Un ATTENTATO ALLA MUSICA creativamente devastante !

Proclama

Proclama

Vi siete mai fatti un giro al Lapsus Music Club? Nel centro di Torino, a quattro passi dal Museo Egizio. Una labirintica caverna, a suo modo affascinante, dove la disco e il rock corrono in parallelo.

Sabato 26 ottobre il locale, co-diretto da Matteo Tresso, è stato scenario accogliente di “Attentanto alla Musica”, il festival itinerante ideato da Giulio Tedeschi e curato da AudioCoop Piemonte e Valle d’Aosta, con la collaborazione di tutta una serie di altre realtà associative ed imprenditoriali di area piemontese.

Lo show inizia alle 21,30 spaccate.
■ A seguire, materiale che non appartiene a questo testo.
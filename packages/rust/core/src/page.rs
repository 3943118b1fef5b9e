//! The page model: everything a rendered number page shows, assembled
//! from facts, cached payloads, and selected excerpts.
//!
//! [`build`] is pure. Given the same inputs it produces the same page,
//! including `generated_at`, which is taken from the inputs rather than
//! the clock.

use chrono::{DateTime, Utc};
use numsheet_excerpt::SectionExcerpts;
use numsheet_shared::{
    Article, CacheEntry, CodeTable, EntityRef, MAX_NUMBER, NumberItem, Payload, SectionKind,
};

use crate::facts::NumberFacts;

// ---------------------------------------------------------------------------
// Navigation
// ---------------------------------------------------------------------------

/// The six navigation links a page may carry.
#[derive(Debug, Clone, Copy, PartialEq, Eq, Hash, PartialOrd, Ord)]
pub enum NavKind {
    Previous,
    Next,
    MinusTen,
    PlusTen,
    MinusHundred,
    PlusHundred,
}

impl NavKind {
    /// Rendering order.
    pub const ALL: [NavKind; 6] = [
        NavKind::Previous,
        NavKind::Next,
        NavKind::MinusTen,
        NavKind::PlusTen,
        NavKind::MinusHundred,
        NavKind::PlusHundred,
    ];

    pub fn offset(&self) -> i32 {
        match self {
            Self::Previous => -1,
            Self::Next => 1,
            Self::MinusTen => -10,
            Self::PlusTen => 10,
            Self::MinusHundred => -100,
            Self::PlusHundred => 100,
        }
    }

    /// Label used in the navigation block.
    pub fn label(&self) -> &'static str {
        match self {
            Self::Previous => "previous",
            Self::Next => "next",
            Self::MinusTen => "-10",
            Self::PlusTen => "+10",
            Self::MinusHundred => "-100",
            Self::PlusHundred => "+100",
        }
    }

    pub fn from_label(label: &str) -> Option<Self> {
        Self::ALL.into_iter().find(|k| k.label() == label)
    }

    /// The link the target page must declare back.
    pub fn inverse(&self) -> Self {
        match self {
            Self::Previous => Self::Next,
            Self::Next => Self::Previous,
            Self::MinusTen => Self::PlusTen,
            Self::PlusTen => Self::MinusTen,
            Self::MinusHundred => Self::PlusHundred,
            Self::PlusHundred => Self::MinusHundred,
        }
    }

    /// `origin + offset`, if it stays inside `0..=999`.
    pub fn target(&self, origin: u16) -> Option<u16> {
        let target = i32::from(origin) + self.offset();
        (0..=i32::from(MAX_NUMBER))
            .contains(&target)
            .then_some(target as u16)
    }
}

#[derive(Debug, Clone, Copy, PartialEq, Eq)]
pub struct NavLink {
    pub kind: NavKind,
    pub target: u16,
}

/// Navigation for `n`, with out-of-range links left out.
pub fn navigation(n: u16) -> Vec<NavLink> {
    NavKind::ALL
        .into_iter()
        .filter_map(|kind| kind.target(n).map(|target| NavLink { kind, target }))
        .collect()
}

// ---------------------------------------------------------------------------
// Fields
// ---------------------------------------------------------------------------

/// A page field backed by an external source.
#[derive(Debug, Clone, PartialEq, Eq)]
pub enum Field<T> {
    Value(T),
    /// The source answered and has nothing for this number.
    Absent,
    /// Nothing cached and nothing fetched, or the source is disabled.
    Unavailable,
}

impl<T> Field<T> {
    pub fn value(&self) -> Option<&T> {
        match self {
            Self::Value(v) => Some(v),
            _ => None,
        }
    }
}

/// The parts of an article a page shows besides the excerpts.
#[derive(Debug, Clone, PartialEq, Eq)]
pub struct ArticleRef {
    pub title: String,
    pub url: String,
    pub intro: String,
}

/// Cache entries a page is built from. `None` means unavailable.
#[derive(Debug, Clone, Default)]
pub struct CacheView {
    pub structured: Option<CacheEntry>,
    pub prose: Option<CacheEntry>,
    pub iso3166: Option<CacheEntry>,
    pub calling_codes: Option<CacheEntry>,
}

impl CacheView {
    fn entries(&self) -> impl Iterator<Item = &CacheEntry> {
        [
            &self.structured,
            &self.prose,
            &self.iso3166,
            &self.calling_codes,
        ]
        .into_iter()
        .flatten()
    }
}

/// One fully assembled page.
#[derive(Debug, Clone)]
pub struct NumberPage {
    pub id: u16,
    pub facts: NumberFacts,
    pub structured: Field<NumberItem>,
    pub iso3166: Field<Vec<EntityRef>>,
    pub calling_codes: Field<Vec<EntityRef>>,
    pub article: Field<ArticleRef>,
    /// One entry per [`SectionKind`]; empty means no excerpt.
    pub excerpts: SectionExcerpts,
    pub navigation: Vec<NavLink>,
    /// Newest `fetched_at` among the entries used.
    pub generated_at: Option<DateTime<Utc>>,
    /// Payloads that could not be used, for the caller to report.
    pub issues: Vec<String>,
}

// ---------------------------------------------------------------------------
// Build
// ---------------------------------------------------------------------------

/// Whether an article intro reads like an article about a number rather
/// than a namesake.
pub fn is_number_article(article: &Article) -> bool {
    let intro = article.intro.to_lowercase();
    intro.contains("number") || intro.contains("integer")
}

/// Assemble the page for `id`.
pub fn build(id: u16, facts: NumberFacts, view: &CacheView, excerpts: SectionExcerpts) -> NumberPage {
    let mut issues = Vec::new();

    let structured = match view.structured.as_ref().map(|e| &e.payload) {
        None => Field::Unavailable,
        Some(Payload::NumberItem(item)) => Field::Value(item.clone()),
        Some(Payload::Missing) => Field::Absent,
        Some(other) => {
            issues.push(format!("structured data: unexpected {} payload", kind_name(other)));
            Field::Unavailable
        }
    };

    let article = match view.prose.as_ref().map(|e| &e.payload) {
        None => Field::Unavailable,
        Some(Payload::Article(article)) if is_number_article(article) => Field::Value(ArticleRef {
            title: article.title.clone(),
            url: article.url.clone(),
            intro: article.intro.clone(),
        }),
        Some(Payload::Article(_)) | Some(Payload::Missing) => Field::Absent,
        Some(other) => {
            issues.push(format!("article: unexpected {} payload", kind_name(other)));
            Field::Unavailable
        }
    };

    let iso3166 = code_refs(id, view.iso3166.as_ref(), "ISO 3166-1 numeric", &mut issues);
    let calling_codes = code_refs(id, view.calling_codes.as_ref(), "calling codes", &mut issues);

    let mut excerpts = if matches!(article, Field::Value(_)) {
        excerpts
    } else {
        SectionExcerpts::new()
    };
    for kind in SectionKind::ALL {
        excerpts.entry(kind).or_default();
    }

    NumberPage {
        id,
        facts,
        structured,
        iso3166,
        calling_codes,
        article,
        excerpts,
        navigation: navigation(id),
        generated_at: view.entries().map(|e| e.fetched_at).max(),
        issues,
    }
}

fn code_refs(
    id: u16,
    entry: Option<&CacheEntry>,
    what: &str,
    issues: &mut Vec<String>,
) -> Field<Vec<EntityRef>> {
    match entry.map(|e| &e.payload) {
        None => Field::Unavailable,
        Some(Payload::CodeTable(table)) => lookup(table, id),
        Some(Payload::Missing) => Field::Absent,
        Some(other) => {
            issues.push(format!("{what}: unexpected {} payload", kind_name(other)));
            Field::Unavailable
        }
    }
}

fn lookup(table: &CodeTable, id: u16) -> Field<Vec<EntityRef>> {
    match table.lookup(id) {
        [] => Field::Absent,
        refs => Field::Value(refs.to_vec()),
    }
}

fn kind_name(payload: &Payload) -> &'static str {
    match payload {
        Payload::NumberItem(_) => "number-item",
        Payload::CodeTable(_) => "code-table",
        Payload::Article(_) => "article",
        Payload::Missing => "missing",
    }
}

#[cfg(test)]
mod tests {
    use std::collections::BTreeMap;

    use chrono::TimeZone;
    use numsheet_excerpt::Quote;
    use numsheet_shared::{ResourceId, Source};

    use super::*;
    use crate::facts;

    fn entry(source: Source, payload: Payload, hour: u32) -> CacheEntry {
        CacheEntry {
            resource: ResourceId::number(source, 42),
            fingerprint: payload.fingerprint().unwrap(),
            payload,
            fetched_at: Utc.with_ymd_and_hms(2026, 1, 1, hour, 0, 0).unwrap(),
        }
    }

    fn kinds(n: u16) -> Vec<NavKind> {
        navigation(n).into_iter().map(|l| l.kind).collect()
    }

    #[test]
    fn navigation_is_clipped_at_the_edges() {
        assert_eq!(kinds(0), vec![NavKind::Next, NavKind::PlusTen, NavKind::PlusHundred]);
        assert_eq!(
            kinds(999),
            vec![NavKind::Previous, NavKind::MinusTen, NavKind::MinusHundred]
        );
        assert_eq!(kinds(500), NavKind::ALL.to_vec());

        let targets: Vec<u16> = navigation(500).into_iter().map(|l| l.target).collect();
        assert_eq!(targets, vec![499, 501, 490, 510, 400, 600]);
        assert_eq!(kinds(95), vec![
            NavKind::Previous,
            NavKind::Next,
            NavKind::MinusTen,
            NavKind::PlusTen,
            NavKind::PlusHundred,
        ]);
    }

    #[test]
    fn inverse_pairs() {
        for kind in NavKind::ALL {
            assert_eq!(kind.inverse().inverse(), kind);
            assert_eq!(kind.inverse().offset(), -kind.offset());
            assert_eq!(NavKind::from_label(kind.label()), Some(kind));
        }
    }

    #[test]
    fn empty_view_yields_placeholders() {
        let page = build(42, facts::compute(42), &CacheView::default(), BTreeMap::new());
        assert_eq!(page.structured, Field::Unavailable);
        assert_eq!(page.article, Field::Unavailable);
        assert_eq!(page.iso3166, Field::Unavailable);
        assert_eq!(page.generated_at, None);
        assert!(page.excerpts.values().all(Vec::is_empty));
        assert_eq!(page.excerpts.len(), SectionKind::ALL.len());
        assert!(page.issues.is_empty());
    }

    #[test]
    fn generated_at_is_newest_entry() {
        let view = CacheView {
            structured: Some(entry(
                Source::StructuredData,
                Payload::NumberItem(NumberItem {
                    qid: "Q713".into(),
                    label: Some("42".into()),
                    description: None,
                }),
                3,
            )),
            prose: Some(entry(Source::ProseArticle, Payload::Missing, 7)),
            ..CacheView::default()
        };
        let page = build(42, facts::compute(42), &view, BTreeMap::new());
        assert_eq!(page.generated_at, Some(Utc.with_ymd_and_hms(2026, 1, 1, 7, 0, 0).unwrap()));
        assert!(matches!(page.structured, Field::Value(ref item) if item.qid == "Q713"));
        assert_eq!(page.article, Field::Absent);
    }

    #[test]
    fn namesake_article_is_not_used() {
        let article = Article {
            title: "42 (band)".into(),
            url: "https://en.wikipedia.org/wiki/42_(band)".into(),
            intro: "42 is a rock band from Leeds.".into(),
            sections: Vec::new(),
        };
        let view = CacheView {
            prose: Some(entry(Source::ProseArticle, Payload::Article(article), 1)),
            ..CacheView::default()
        };
        let quotes = BTreeMap::from([(
            SectionKind::Properties,
            vec![Quote {
                text: "x".into(),
                score: 1.0,
                pinned: false,
                shortened: false,
            }],
        )]);
        let page = build(42, facts::compute(42), &view, quotes);
        assert_eq!(page.article, Field::Absent);
        assert!(page.excerpts[&SectionKind::Properties].is_empty());
    }

    #[test]
    fn wrong_payload_kind_is_an_issue() {
        let view = CacheView {
            structured: Some(entry(Source::StructuredData, Payload::CodeTable(CodeTable::default()), 1)),
            ..CacheView::default()
        };
        let page = build(42, facts::compute(42), &view, BTreeMap::new());
        assert_eq!(page.structured, Field::Unavailable);
        assert_eq!(page.issues.len(), 1);
    }

    #[test]
    fn code_lookup() {
        let mut table = CodeTable::default();
        table.codes.insert(
            42,
            vec![EntityRef {
                label: "Somewhere".into(),
                qid: "Q1".into(),
            }],
        );
        let view = CacheView {
            iso3166: Some(entry(Source::StructuredData, Payload::CodeTable(table.clone()), 1)),
            calling_codes: Some(entry(Source::StructuredData, Payload::CodeTable(table), 1)),
            ..CacheView::default()
        };
        let page = build(42, facts::compute(42), &view, BTreeMap::new());
        assert_eq!(page.iso3166.value().map(Vec::len), Some(1));

        let other = build(43, facts::compute(43), &view, BTreeMap::new());
        assert_eq!(other.calling_codes, Field::Absent);
    }
}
Non un minuto in più, come da programma. Aprono con i loro ritmi super danzerecci i giovani e coloratissimi Sica. Fossero nati in UK sarebbero in cima alle classifiche.Vengono poi sostituiti sul palco dai Subà. Italrock sviluppato e presentato con estrema convinzione. La band, seguita da una schiera di fans caldissimi, dimostra la bravura di sempre. Poi l’elettro pop dei Proclama, devastanti come sempre. Grande chiusura con Gli Assist. Sono le 23,15 la sala pullula di fanatici cultori del sixties sound. Cosimo “Cox” Malorgio è caldo quanto basta. Quasi un’ora di concerto, con un finalaccio da rock film. Grandi.

Gli Assist, Proclama, Subà, Sica: quattro band che orbitano in varie maniere intorno alla Toast Records, la label nata nell’85 e tutt’ora attivissima su vari fronti creativi.

Giulio Tedeschi dichiara che “Attentato” rispunterà in qualche altro punto della città e in altri luoghi esotici della penisola. Aspettiamo con fiato sospeso.

Alle 24,18 tutto è finito. Ma per il Lapsus non c’è tregua. Le porte travasano una porzione di gioventù pronta a passare la nottata insieme a tre dj piazzati ad arte. In mezzo alla sala, due ragazze ruotano a mezz’aria al ritmo dei Depeche Mode. Un Fellini postmoderno protegge questa cerimonia laica, mentre la birra Ceres schiuma veloce.

L’alba è lontana. Selene Crescente, con la sua fedele macchina fotografica, gira l’angolo. Torino continua a vivere e con lei i nostri sogni. Rovinosamente colorati.